Brands usually make the mistake of locking themselves in a smaller niche than they should be. This is why regular competitor analysis is important. Seeing what your competitors are doing can help you identify whether you’ve boxed yourself into a smaller than necessary niche.
You basically have three options in marketing your brand and products:
- Mass marketing. Here you produce in mass, distribute in mass, and promote one product to all buyers. The reason usually given for mass marketing is that it can lower costs and prices and create a large potential market.
- Product-variety marketing. Here you produce two or more products with different constituents, features, styles, or quality, offering variety since consumers have different tastes that change over time.
- Target marketing. In this case, you identify market segments, select one or more, and develop products to suit each.
Different companies have experimented with these marketing methods and settled on the one(s) that fit them the most. The form of marketing you choose generally depends on your brand mission and what you’re offering the market. Companies like Coca-Cola have succeeded in mass-producing just one product, but most other companies produce various products and sell them to different market segments. Do what works for you.

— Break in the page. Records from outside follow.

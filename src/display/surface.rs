//! Output surfaces a live display draws on.

use std::sync::{Arc, Mutex, PoisonError};

use console::Term;

use super::config::OutputTarget;
use crate::error::Result;
use crate::render::Frame;

/// Where frames go.
///
/// An interactive surface redraws its region in place on every
/// [`draw`](Surface::draw); a non-interactive one ignores intermediate frames
/// and only writes what it is handed at [`finish`](Surface::finish).
pub trait Surface: Send {
    /// Whether the surface can redraw in place.
    fn is_interactive(&self) -> bool;

    /// Replace the live region with `frame`.
    fn draw(&mut self, frame: &Frame) -> Result<()>;

    /// End the session: leave `frame` on screen, or erase everything when
    /// `None`.
    fn finish(&mut self, frame: Option<&Frame>) -> Result<()>;
}

/// Surface backed by a `console` terminal handle.
#[derive(Debug)]
pub struct TermSurface {
    term: Term,
    interactive: bool,
    colors: bool,
    drawn_lines: usize,
    last_frame: Option<Vec<String>>,
    cursor_hidden: bool,
}

impl TermSurface {
    /// Wrap a terminal handle, detecting whether it is a tty.
    pub fn new(term: Term) -> Self {
        let interactive = term.is_term();
        let colors = interactive && term.features().colors_supported();
        Self {
            term,
            interactive,
            colors,
            drawn_lines: 0,
            last_frame: None,
            cursor_hidden: false,
        }
    }

    /// Draw on the given stream.
    pub fn for_target(target: OutputTarget) -> Self {
        match target {
            OutputTarget::Stdout => Self::new(Term::stdout()),
            OutputTarget::Stderr => Self::new(Term::stderr()),
        }
    }

    /// Lines fitted to the current terminal size.
    fn fit(&self, frame: &Frame) -> Vec<String> {
        let (rows, columns) = self.term.size();
        let (rows, columns) = (rows as usize, columns as usize);

        let mut lines: Vec<String> = frame
            .styled_lines(self.colors)
            .iter()
            .map(|line| console::truncate_str(line, columns, "…").into_owned())
            .collect();
        // Keep the region below the screen height so it can be erased.
        lines.truncate(rows.saturating_sub(1).max(1));
        lines
    }

    fn erase(&mut self) -> Result<()> {
        if self.drawn_lines > 0 {
            self.term.clear_last_lines(self.drawn_lines)?;
            self.drawn_lines = 0;
        }
        Ok(())
    }

    fn write_lines(&mut self, lines: &[String]) -> Result<()> {
        for line in lines {
            self.term.write_line(line)?;
        }
        Ok(())
    }
}

impl Surface for TermSurface {
    fn is_interactive(&self) -> bool {
        self.interactive
    }

    fn draw(&mut self, frame: &Frame) -> Result<()> {
        if !self.interactive {
            return Ok(());
        }

        let lines = self.fit(frame);
        if self.last_frame.as_ref() == Some(&lines) {
            return Ok(());
        }

        if !self.cursor_hidden {
            self.term.hide_cursor()?;
            self.cursor_hidden = true;
        }
        self.erase()?;
        self.write_lines(&lines)?;
        self.drawn_lines = lines.len();
        self.last_frame = Some(lines);
        Ok(())
    }

    fn finish(&mut self, frame: Option<&Frame>) -> Result<()> {
        self.last_frame = None;

        if !self.interactive {
            if let Some(frame) = frame {
                self.write_lines(&frame.plain_lines())?;
            }
            return Ok(());
        }

        self.erase()?;
        if let Some(frame) = frame {
            let lines = self.fit(frame);
            self.write_lines(&lines)?;
            self.term.write_line("")?;
        }
        if self.cursor_hidden {
            self.term.show_cursor()?;
            self.cursor_hidden = false;
        }
        Ok(())
    }
}

impl Drop for TermSurface {
    fn drop(&mut self) {
        if self.cursor_hidden {
            let _ = self.term.show_cursor();
        }
    }
}

#[derive(Debug, Default)]
struct Captured {
    frames: Vec<Vec<String>>,
    visible: Vec<String>,
    finished: bool,
}

/// In-memory surface capturing plain frames.
///
/// Clones share the same buffer, so a test can hand one clone to the display
/// and inspect the other.
#[derive(Debug, Clone)]
pub struct BufferSurface {
    captured: Arc<Mutex<Captured>>,
    interactive: bool,
}

impl Default for BufferSurface {
    fn default() -> Self {
        Self::new()
    }
}

impl BufferSurface {
    /// Interactive buffer recording every distinct frame.
    pub fn new() -> Self {
        Self {
            captured: Arc::default(),
            interactive: true,
        }
    }

    /// Buffer that behaves like a pipe: only the final frame is written.
    pub fn non_interactive() -> Self {
        Self {
            interactive: false,
            ..Self::new()
        }
    }

    /// Every distinct frame drawn, in order.
    pub fn frames(&self) -> Vec<Vec<String>> {
        self.lock().frames.clone()
    }

    /// What is currently on screen.
    pub fn visible(&self) -> Vec<String> {
        self.lock().visible.clone()
    }

    /// Whether the session has ended.
    pub fn is_finished(&self) -> bool {
        self.lock().finished
    }

    fn lock(&self) -> std::sync::MutexGuard<'_, Captured> {
        self.captured.lock().unwrap_or_else(PoisonError::into_inner)
    }
}

impl Surface for BufferSurface {
    fn is_interactive(&self) -> bool {
        self.interactive
    }

    fn draw(&mut self, frame: &Frame) -> Result<()> {
        if !self.interactive {
            return Ok(());
        }
        let lines = frame.plain_lines();
        let mut captured = self.lock();
        if captured.frames.last() != Some(&lines) {
            captured.frames.push(lines.clone());
        }
        captured.visible = lines;
        captured.finished = false;
        Ok(())
    }

    fn finish(&mut self, frame: Option<&Frame>) -> Result<()> {
        let mut captured = self.lock();
        captured.visible = frame.map(Frame::plain_lines).unwrap_or_default();
        captured.finished = true;
        Ok(())
    }
}

#[cfg(test)]
mod tests {
    use super::*;
    use crate::render::{Tone, TreeItem};

    fn frame(text: &str) -> Frame {
        Frame::from_items(vec![TreeItem::text(text, Tone::Active)])
    }

    #[test]
    fn test_buffer_skips_identical_frames() {
        let mut surface = BufferSurface::new();
        let observer = surface.clone();

        surface.draw(&frame("a")).unwrap();
        surface.draw(&frame("a")).unwrap();
        surface.draw(&frame("b")).unwrap();

        assert_eq!(observer.frames(), vec![vec!["a"], vec!["b"]]);
        assert_eq!(observer.visible(), vec!["b"]);
        assert!(!observer.is_finished());
    }

    #[test]
    fn test_buffer_finish_persist_or_erase() {
        let mut surface = BufferSurface::new();
        surface.draw(&frame("running")).unwrap();
        surface.finish(Some(&frame("done"))).unwrap();
        assert_eq!(surface.visible(), vec!["done"]);
        assert!(surface.is_finished());

        let mut transient = BufferSurface::new();
        transient.draw(&frame("running")).unwrap();
        transient.finish(None).unwrap();
        assert!(transient.visible().is_empty());
    }

    #[test]
    fn test_non_interactive_buffer_only_keeps_final_frame() {
        let mut surface = BufferSurface::non_interactive();
        assert!(!surface.is_interactive());

        surface.draw(&frame("running")).unwrap();
        assert!(surface.frames().is_empty());
        assert!(surface.visible().is_empty());

        surface.finish(Some(&frame("done"))).unwrap();
        assert_eq!(surface.visible(), vec!["done"]);
    }

    #[test]
    fn test_term_surface_on_pipe_is_not_interactive() {
        // Test harness output is captured, so the handle is not a tty.
        let mut surface = TermSurface::new(Term::buffered_stdout());
        if surface.is_interactive() {
            return;
        }
        surface.draw(&frame("running")).unwrap();
        assert_eq!(surface.drawn_lines, 0);
        surface.finish(None).unwrap();
    }
}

Brands are constantly competing for mental and physical availability. The former is about getting in the buyer’s mind and staying there, while the latter refers to being physically available for purchase. Consumers sometimes stumble on products and decide to try them. But more often than not, we humans buy from brands that already have a space in our heads.
Building this kind of mental availability requires distinctiveness and clear branding. For instance, if you want to get a new mobile phone, you’re not likely to start searching for new brands. You’ll do one of two things: either buy an upgraded version from the one you’ve been using or check out products from a different brand you’ve been hearing about. In any case, the brand you buy already has “real estate” in your mind. That’s the sort of thing you want to create in your target market too.
As a marketer or brand manager, realize that reaching all potential buyers is vital, even if they’re light, occasional buyers of the brand. As we’ve seen earlier on, targeting only heavy buyers often means leaving money behind. Find reasons why your light buyers behave the way they do, then craft campaigns to make them buy more.
Also, understand that competing brands sell to the same sort of people. When you find a competitor excelling in a market you haven’t entered, do some research to learn why. It may be that they have discovered an untapped niche that you can explore too.
Lastly, in all your marketing efforts, know that consumers usually have a lot going on in their minds. The ability to remain in the heart of people is what makes a brand truly successful.
Find time this week to research your competitors. Look at what they’re doing differently and see if you can twist it to create an original marketing campaign. Every master marketer knows that stealing is a vital part of the creative process.